By December, the Association said 110,00 eating and drinking places were closed long term or for good. It’s a statistic that’s hovered in recent weeks, and felt somewhat loose and difficult to comprehend. Almost like living with someone for months and not noticing how they’ve changed. But the Association put a face on the figure Tuesday—revealing the majority of permanently closed restaurants are well-established businesses in operation for 16 years. In fact, 16 percent were open for at least three decades.
This is the tangible tragedy of COVID as it pertains to restaurants. The pandemic did not simply sweep brands on the brink off the cliff, like some pundits suggest. It plucked legacy operations and communities fixtures off the map. These restaurants employed an average of 32 people, the Association said; and 17 percent employed at least 50 people before they closed.
Without direct aid, and maybe even with it, COVID will fracture the landscape. It might take years, or longer, to rebalance. Demand for restaurants will flood once dining rooms are deemed safe again, but thousands of small restaurants might not get a shot at it. Instead, restaurants owned by larger businesses with cash reserves and access to credit are poised to take advantage.
This is no small shift. Businesses with fewer than 500 employees account for almost two-thirds of restaurant industry employment compared to 47 percent among businesses as a whole. Much smaller businesses—those with 100 employees or fewer—total more than half of restaurant employment compared to 33 percent among all businesses.

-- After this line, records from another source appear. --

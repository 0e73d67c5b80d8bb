// ⛅ Weather conditions: "<day>/<month> <condition>" ("15/3 nublado")

use anyhow::Result;
use rusqlite::Connection;
use serde::{Deserialize, Serialize};

use crate::date::month_day_to_utc;
use crate::db;
use crate::sanitize::{parse_day_month, sanitize_line, tokens};

use super::{lines, BaseContext, Language, Parser};

#[derive(Debug, Clone, Copy, PartialEq, Eq, Serialize, Deserialize)]
#[serde(rename_all = "lowercase")]
pub enum WeatherCondition {
    Sunny,
    Cloudy,
    Rainy,
    Storm,
    Frost,
    Windy,
}

impl WeatherCondition {
    pub fn as_str(&self) -> &'static str {
        match self {
            WeatherCondition::Sunny => "sunny",
            WeatherCondition::Cloudy => "cloudy",
            WeatherCondition::Rainy => "rainy",
            WeatherCondition::Storm => "storm",
            WeatherCondition::Frost => "frost",
            WeatherCondition::Windy => "windy",
        }
    }

    /// Portuguese or English word for a condition
    pub fn from_word(word: &str) -> Option<WeatherCondition> {
        match word {
            "sol" | "ensolarado" | "sunny" => Some(WeatherCondition::Sunny),
            "nublado" | "cloudy" => Some(WeatherCondition::Cloudy),
            "chuva" | "chuvoso" | "rainy" => Some(WeatherCondition::Rainy),
            "tempestade" | "storm" => Some(WeatherCondition::Storm),
            "geada" | "frost" => Some(WeatherCondition::Frost),
            "vento" | "ventoso" | "windy" => Some(WeatherCondition::Windy),
            _ => None,
        }
    }
}

#[derive(Debug, Clone, PartialEq, Eq, Serialize, Deserialize)]
pub struct WeatherEntry {
    pub date: String,
    pub condition: WeatherCondition,
}

#[derive(Debug, Clone, Default)]
pub struct WeatherMessage {
    pub entries: Vec<WeatherEntry>,
}

impl WeatherMessage {
    pub fn new() -> Self {
        Self::default()
    }

    pub fn parse_weather_line(&self, line: &str) -> Option<WeatherEntry> {
        let line = sanitize_line(line);
        let fields = tokens(&line);
        if fields.len() != 2 {
            return None;
        }

        let (day, month) = parse_day_month(fields[0])?;
        let condition = WeatherCondition::from_word(fields[1])?;

        Some(WeatherEntry {
            date: month_day_to_utc(month, day)?,
            condition,
        })
    }
}

impl Parser for WeatherMessage {
    fn collection(&self) -> &'static str {
        "weather"
    }

    fn parse(&mut self, message: &str) -> bool {
        self.entries = lines(message)
            .into_iter()
            .filter_map(|line| self.parse_weather_line(line))
            .collect();

        !self.entries.is_empty()
    }

    fn reply(&self, lang: &str) -> String {
        match Language::from_tag(lang) {
            Language::EnUs => format!(
                "Zap Manejo has detected weather data. We added {} days of weather data.",
                self.entries.len()
            ),
            Language::PtBr => format!(
                "Zap Manejo detectou dados do tempo. Adicionamos dados do tempo de {} dias.",
                self.entries.len()
            ),
        }
    }

    fn persist(&self, conn: &Connection, ctx: &BaseContext) -> Result<()> {
        for weather in &self.entries {
            db::insert_weather(conn, ctx, &weather.date, weather.condition.as_str())?;
        }
        Ok(())
    }
}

So it bears asking if COVID will take some of the industry’s entrepreneurial spirit along with it. Seventy-two percent of restaurant owners who closed for good said it’s unlikely they’ll open another restaurant concept in the months or years ahead. Only 48 percent think they’ll stay in the industry in some form in the months or years ahead.
The end-game could be a more unequal field with business shifting from small and immigrant-owned restaurants to larger brands. More sizable chain restaurants will also be primed to expand and obtain prime restate left behind from any rationalization, potentially locking in a permanent and inequality-widening change in the sector, according to a recent report from Congressional Joint Economic Committee Democrats.

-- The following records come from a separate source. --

use anyhow::{bail, Context, Result};
use rusqlite::Connection;
use serde_json::json;
use std::env;

use zap_manejo::chat::{BirthMessage, DeathMessage, RainMessage, TemperatureMessage, WeatherMessage};
use zap_manejo::{
    classify, db, setup_database, AreaParser, AreaResolver, BreedMatcher, Config, Language, Parser, RecordKind, References,
    Team,
};

const USAGE: &str = "\
Usage:
  zap-manejo setup
  zap-manejo parse <text> [account]
  zap-manejo add-breed <account> <name> <matches>
  zap-manejo add-area <account> <name> [label]
  zap-manejo add-team <account> <phone> <name> <lang>";

fn main() -> Result<()> {
    tracing_subscriber::fmt()
        .with_env_filter(
            tracing_subscriber::EnvFilter::try_from_default_env()
                .unwrap_or_else(|_| "zap_manejo=warn".into()),
        )
        .with_writer(std::io::stderr)
        .init();

    let args: Vec<String> = env::args().skip(1).collect();
    let config = Config::from_env()?;

    let Some(command) = args.first() else {
        eprintln!("{}", USAGE);
        std::process::exit(1);
    };

    let conn = Connection::open(&config.db_path)
        .with_context(|| format!("Failed to open database {:?}", config.db_path))?;

    match (command.as_str(), &args[1..]) {
        ("setup", []) => run_setup(&conn, &config),
        ("parse", [text]) => run_parse(&conn, text, ""),
        ("parse", [text, account]) => run_parse(&conn, text, account),
        ("add-breed", [account, name, matches]) => {
            setup_database(&conn)?;
            db::insert_breed(&conn, account, &name.to_lowercase(), matches)?;
            println!("✓ Breed {} added to account {}", name, account);
            Ok(())
        }
        ("add-area", [account, name, rest @ ..]) if rest.len() <= 1 => {
            setup_database(&conn)?;
            let label = rest.first().unwrap_or(name);
            db::insert_area(&conn, account, &name.to_lowercase(), label, "")?;
            println!("✓ Area {} added to account {}", name, account);
            Ok(())
        }
        ("add-team", [account, phone, name, lang]) => {
            setup_database(&conn)?;
            db::insert_team(
                &conn,
                &Team {
                    account: account.clone(),
                    phone_number: phone.clone(),
                    name: name.clone(),
                    language: lang.clone(),
                },
            )?;
            println!("✓ Team {} ({}) added to account {}", name, phone, account);
            Ok(())
        }
        _ => {
            eprintln!("{}", USAGE);
            bail!("Unknown command or wrong arguments: {}", args.join(" "))
        }
    }
}

fn run_setup(conn: &Connection, config: &Config) -> Result<()> {
    println!("🔧 Setting up database {:?}...", config.db_path);
    setup_database(conn)?;
    println!("✓ Database initialized with WAL mode");
    Ok(())
}

/// Classify a message without writing anything
fn run_parse(conn: &Connection, text: &str, account: &str) -> Result<()> {
    setup_database(conn)?;

    let breeds = BreedMatcher::load(conn, account)?;
    let mut areas = AreaParser::new(conn);
    areas.load_by_account(account)?;
    let refs = References {
        breeds: &breeds,
        areas: Some(&areas as &dyn AreaResolver),
    };

    let output = match classify(text, refs) {
        Some((kind, parser)) => {
            let mut preview = preview(kind, text.trim(), refs);
            preview["reply"] = json!(parser.reply(Language::PtBr.tag()));
            preview
        }
        None => json!({ "kind": null }),
    };

    println!("{}", serde_json::to_string_pretty(&output)?);
    Ok(())
}

fn preview(kind: RecordKind, text: &str, refs: References) -> serde_json::Value {
    let collection = kind.collection();
    match kind {
        RecordKind::Death => {
            let mut message = DeathMessage::new();
            message.parse(text);
            json!({ "kind": collection, "date": message.date, "entries": message.entries })
        }
        RecordKind::Birth => {
            let mut message = BirthMessage::new(refs.breeds, refs.areas);
            message.parse(text);
            json!({
                "kind": collection,
                "date": message.date,
                "area": message.area_name(),
                "new_area": message.new_area_found,
                "entries": message.entries,
            })
        }
        RecordKind::Rain => {
            let mut message = RainMessage::new();
            message.parse(text);
            json!({ "kind": collection, "total_mm": message.total, "entries": message.entries })
        }
        RecordKind::Temperature => {
            let mut message = TemperatureMessage::new();
            message.parse(text);
            json!({ "kind": collection, "entries": message.entries })
        }
        RecordKind::Weather => {
            let mut message = WeatherMessage::new();
            message.parse(text);
            json!({ "kind": collection, "entries": message.entries })
        }
    }
}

The situation is not lost on consumers, the Association said. In one survey, 92 percent of adults expressed concern that businesses in their community, including restaurants, may not be able to survive the economic fallout of COVID, and 60 percent were aware of a restaurant in their community that permanently shuttered because of it.
Restaurants faced a bevy of stressors to their bottom line, including the sales shortfall at eating and drinking places, plus a sharp reduction in spending at foodservice operations in sectors such as lodging, arts/entertainment/recreation, education, health care, and retail.
The Association expects 2021 to be a “tale of two halves,” with conditions varying significantly by region. Sales growth across that first swath will continue to be challenged by on-premises capacity restrictions thanks to elevated cases, or a state of “restaurant purgatory,” so to speak. Then as the vaccine rollout widens by mid-year, conditions will inch forward. Local economies will reopen and restrictions ease. The result will almost surely favor restaurants, as studies have projected. Lisa W. Miller & Associates released national research in April asking 1,000 Americans 18 and older what activities provided the most “joy” that were suddenly gone from their routines. No. 1? Dining out, at 81 percent. It also polled what people would “do first” once they could. Again, restaurants topped at 86 percent.
It seems a safe wager restaurants are going to thrive once the gates open.